* [REQUIRED ACTION]: There is one span to output from the data below: the lines starting at the line with "scored.row.cluster = Some(cluster);" and ending at the line with "members.sort_by(by_score_then_mentions);". Output it exactly, ends included, nothing more.

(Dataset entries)
▼

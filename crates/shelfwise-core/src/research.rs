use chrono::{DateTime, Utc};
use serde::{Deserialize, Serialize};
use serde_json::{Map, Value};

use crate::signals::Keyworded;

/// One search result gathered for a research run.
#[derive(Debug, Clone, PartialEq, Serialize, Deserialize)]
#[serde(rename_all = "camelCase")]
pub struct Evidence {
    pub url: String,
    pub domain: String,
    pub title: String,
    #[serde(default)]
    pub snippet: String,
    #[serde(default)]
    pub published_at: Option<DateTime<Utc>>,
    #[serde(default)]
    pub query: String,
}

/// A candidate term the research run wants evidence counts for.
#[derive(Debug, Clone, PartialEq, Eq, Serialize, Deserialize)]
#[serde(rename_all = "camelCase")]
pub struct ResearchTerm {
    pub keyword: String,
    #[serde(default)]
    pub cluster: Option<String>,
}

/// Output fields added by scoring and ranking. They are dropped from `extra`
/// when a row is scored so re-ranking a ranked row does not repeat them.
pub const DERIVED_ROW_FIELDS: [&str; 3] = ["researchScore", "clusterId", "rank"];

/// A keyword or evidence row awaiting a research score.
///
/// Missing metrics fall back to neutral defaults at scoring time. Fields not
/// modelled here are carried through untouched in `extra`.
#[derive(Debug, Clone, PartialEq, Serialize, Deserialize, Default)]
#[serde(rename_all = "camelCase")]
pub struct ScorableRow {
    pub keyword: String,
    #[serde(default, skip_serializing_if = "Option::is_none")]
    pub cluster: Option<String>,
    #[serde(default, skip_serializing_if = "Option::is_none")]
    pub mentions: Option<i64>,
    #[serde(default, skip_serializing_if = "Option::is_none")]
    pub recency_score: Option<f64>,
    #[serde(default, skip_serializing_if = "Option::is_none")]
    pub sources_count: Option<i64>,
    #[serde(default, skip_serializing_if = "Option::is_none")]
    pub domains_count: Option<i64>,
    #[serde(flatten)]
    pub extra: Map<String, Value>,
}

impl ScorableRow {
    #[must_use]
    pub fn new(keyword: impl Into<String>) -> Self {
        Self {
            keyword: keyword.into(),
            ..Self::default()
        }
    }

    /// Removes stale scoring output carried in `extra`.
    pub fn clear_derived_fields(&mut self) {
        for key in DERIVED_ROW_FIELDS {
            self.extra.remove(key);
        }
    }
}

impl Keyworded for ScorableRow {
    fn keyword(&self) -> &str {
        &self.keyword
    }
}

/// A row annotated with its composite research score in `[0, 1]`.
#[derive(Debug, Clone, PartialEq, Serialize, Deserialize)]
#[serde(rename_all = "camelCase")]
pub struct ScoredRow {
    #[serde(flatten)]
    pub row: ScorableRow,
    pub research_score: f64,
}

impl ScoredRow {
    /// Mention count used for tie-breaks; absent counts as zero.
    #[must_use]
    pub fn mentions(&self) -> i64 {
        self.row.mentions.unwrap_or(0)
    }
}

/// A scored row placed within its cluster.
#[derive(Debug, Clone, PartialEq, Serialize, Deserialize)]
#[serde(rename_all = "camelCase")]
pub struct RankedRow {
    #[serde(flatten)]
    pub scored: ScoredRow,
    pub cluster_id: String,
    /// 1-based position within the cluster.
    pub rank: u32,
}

▲
▼

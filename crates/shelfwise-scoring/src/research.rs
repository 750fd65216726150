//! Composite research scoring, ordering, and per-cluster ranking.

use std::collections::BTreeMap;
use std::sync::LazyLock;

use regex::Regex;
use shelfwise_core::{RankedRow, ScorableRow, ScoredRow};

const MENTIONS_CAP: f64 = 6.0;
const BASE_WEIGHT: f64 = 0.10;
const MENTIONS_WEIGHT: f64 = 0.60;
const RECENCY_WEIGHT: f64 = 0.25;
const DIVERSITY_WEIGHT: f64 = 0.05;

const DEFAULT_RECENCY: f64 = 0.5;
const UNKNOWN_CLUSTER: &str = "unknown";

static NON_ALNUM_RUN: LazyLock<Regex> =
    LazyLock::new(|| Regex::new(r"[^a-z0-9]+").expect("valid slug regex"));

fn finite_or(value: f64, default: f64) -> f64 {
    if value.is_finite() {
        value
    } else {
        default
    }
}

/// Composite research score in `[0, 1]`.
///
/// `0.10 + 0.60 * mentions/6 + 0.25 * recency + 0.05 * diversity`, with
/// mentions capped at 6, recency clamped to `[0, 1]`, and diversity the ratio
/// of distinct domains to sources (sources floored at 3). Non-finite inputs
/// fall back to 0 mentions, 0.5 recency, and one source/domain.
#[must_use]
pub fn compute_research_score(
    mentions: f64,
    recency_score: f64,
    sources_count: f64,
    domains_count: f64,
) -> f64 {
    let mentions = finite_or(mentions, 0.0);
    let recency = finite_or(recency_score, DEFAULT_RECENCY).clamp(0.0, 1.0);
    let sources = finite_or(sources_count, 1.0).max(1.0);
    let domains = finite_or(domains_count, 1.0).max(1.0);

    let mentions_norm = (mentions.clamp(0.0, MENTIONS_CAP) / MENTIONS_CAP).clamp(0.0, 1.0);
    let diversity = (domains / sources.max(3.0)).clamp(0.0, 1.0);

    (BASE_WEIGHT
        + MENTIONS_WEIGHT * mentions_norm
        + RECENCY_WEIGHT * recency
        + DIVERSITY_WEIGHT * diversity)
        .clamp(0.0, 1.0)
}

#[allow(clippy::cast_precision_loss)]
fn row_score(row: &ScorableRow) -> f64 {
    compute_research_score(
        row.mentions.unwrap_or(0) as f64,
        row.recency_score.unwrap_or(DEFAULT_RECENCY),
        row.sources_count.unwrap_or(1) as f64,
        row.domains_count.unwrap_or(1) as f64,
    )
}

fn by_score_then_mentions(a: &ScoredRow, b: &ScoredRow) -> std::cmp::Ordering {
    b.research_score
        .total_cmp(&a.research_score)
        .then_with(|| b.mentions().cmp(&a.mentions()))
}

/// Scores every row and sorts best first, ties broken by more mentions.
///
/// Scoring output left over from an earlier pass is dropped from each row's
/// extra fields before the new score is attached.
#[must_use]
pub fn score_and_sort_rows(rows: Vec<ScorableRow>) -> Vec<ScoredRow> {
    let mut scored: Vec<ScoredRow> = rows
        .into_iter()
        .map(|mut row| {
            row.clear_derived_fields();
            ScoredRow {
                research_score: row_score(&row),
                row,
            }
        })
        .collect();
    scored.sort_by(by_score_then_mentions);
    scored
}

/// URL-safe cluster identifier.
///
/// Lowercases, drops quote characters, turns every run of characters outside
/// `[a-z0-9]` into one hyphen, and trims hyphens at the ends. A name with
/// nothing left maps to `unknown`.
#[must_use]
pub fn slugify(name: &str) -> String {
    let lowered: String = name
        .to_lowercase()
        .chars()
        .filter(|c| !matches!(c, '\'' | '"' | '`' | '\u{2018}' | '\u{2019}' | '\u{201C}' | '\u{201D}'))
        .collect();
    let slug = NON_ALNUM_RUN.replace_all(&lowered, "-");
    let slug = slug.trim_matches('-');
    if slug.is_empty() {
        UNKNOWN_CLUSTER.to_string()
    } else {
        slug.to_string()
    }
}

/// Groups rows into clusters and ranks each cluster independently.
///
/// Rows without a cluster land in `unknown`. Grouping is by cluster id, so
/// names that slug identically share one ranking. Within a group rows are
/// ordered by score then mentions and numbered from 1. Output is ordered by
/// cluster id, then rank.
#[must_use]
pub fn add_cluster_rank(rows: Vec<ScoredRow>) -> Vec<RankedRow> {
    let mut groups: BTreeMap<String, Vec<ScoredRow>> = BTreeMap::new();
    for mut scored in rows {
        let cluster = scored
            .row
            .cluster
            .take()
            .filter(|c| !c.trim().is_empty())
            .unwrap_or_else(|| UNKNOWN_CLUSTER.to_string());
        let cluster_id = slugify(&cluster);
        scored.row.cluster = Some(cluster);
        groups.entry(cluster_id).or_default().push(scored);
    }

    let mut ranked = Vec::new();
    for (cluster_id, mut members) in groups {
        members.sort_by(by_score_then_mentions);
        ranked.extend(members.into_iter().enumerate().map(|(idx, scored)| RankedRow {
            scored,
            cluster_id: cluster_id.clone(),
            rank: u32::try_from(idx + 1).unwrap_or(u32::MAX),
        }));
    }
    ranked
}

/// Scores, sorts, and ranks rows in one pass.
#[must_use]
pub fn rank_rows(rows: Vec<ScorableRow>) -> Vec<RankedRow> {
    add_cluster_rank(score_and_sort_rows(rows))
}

▲
▼

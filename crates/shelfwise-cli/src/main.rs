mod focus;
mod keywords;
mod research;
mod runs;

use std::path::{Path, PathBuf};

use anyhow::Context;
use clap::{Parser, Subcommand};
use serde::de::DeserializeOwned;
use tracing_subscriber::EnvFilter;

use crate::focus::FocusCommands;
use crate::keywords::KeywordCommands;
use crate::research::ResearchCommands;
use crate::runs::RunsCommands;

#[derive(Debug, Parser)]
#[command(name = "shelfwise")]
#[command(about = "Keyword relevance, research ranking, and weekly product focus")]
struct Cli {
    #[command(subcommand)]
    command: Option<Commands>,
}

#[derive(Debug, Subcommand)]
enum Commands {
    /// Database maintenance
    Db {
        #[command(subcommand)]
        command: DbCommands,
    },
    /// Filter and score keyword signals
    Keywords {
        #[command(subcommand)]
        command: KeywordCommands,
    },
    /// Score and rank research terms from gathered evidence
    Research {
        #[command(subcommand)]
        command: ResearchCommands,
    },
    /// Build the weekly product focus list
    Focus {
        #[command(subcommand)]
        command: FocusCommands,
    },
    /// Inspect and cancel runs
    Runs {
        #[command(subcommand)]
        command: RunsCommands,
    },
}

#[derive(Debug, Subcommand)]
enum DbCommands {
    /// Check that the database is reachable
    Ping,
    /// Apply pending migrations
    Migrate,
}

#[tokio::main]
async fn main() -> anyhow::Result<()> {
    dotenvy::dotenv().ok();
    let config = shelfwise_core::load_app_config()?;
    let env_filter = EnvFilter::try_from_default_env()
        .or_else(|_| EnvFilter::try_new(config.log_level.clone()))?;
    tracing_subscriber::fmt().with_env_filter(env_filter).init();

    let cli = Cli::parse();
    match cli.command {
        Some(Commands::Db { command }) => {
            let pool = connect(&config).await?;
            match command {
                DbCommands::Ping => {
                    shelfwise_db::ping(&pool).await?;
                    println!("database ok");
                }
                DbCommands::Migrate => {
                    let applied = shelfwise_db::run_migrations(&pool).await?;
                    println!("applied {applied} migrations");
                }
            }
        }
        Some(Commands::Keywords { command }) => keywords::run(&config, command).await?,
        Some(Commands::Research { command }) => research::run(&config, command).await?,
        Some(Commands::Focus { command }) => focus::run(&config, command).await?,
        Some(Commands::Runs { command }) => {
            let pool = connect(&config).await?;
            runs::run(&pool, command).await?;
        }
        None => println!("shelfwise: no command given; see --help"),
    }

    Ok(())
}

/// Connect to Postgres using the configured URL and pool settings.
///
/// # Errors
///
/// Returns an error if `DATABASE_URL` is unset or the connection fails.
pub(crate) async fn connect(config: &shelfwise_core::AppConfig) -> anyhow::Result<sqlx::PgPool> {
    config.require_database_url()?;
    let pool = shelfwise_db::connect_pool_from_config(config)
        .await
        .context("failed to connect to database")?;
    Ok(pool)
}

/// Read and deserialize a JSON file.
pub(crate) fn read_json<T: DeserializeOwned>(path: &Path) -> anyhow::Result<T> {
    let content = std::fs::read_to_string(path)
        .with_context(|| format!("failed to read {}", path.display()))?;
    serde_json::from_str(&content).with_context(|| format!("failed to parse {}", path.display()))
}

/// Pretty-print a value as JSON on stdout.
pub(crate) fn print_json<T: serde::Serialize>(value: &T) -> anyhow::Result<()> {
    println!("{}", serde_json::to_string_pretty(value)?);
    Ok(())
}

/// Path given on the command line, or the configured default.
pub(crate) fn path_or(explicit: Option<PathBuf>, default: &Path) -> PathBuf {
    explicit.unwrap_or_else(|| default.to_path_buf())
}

▲

* [RESPONSE TO THIS TASK]:
        scored.row.cluster = Some(cluster);
        groups.entry(cluster_id).or_default().push(scored);
    }

    let mut ranked = Vec::new();
    for (cluster_id, mut members) in groups {
        members.sort_by(by_score_then_mentions);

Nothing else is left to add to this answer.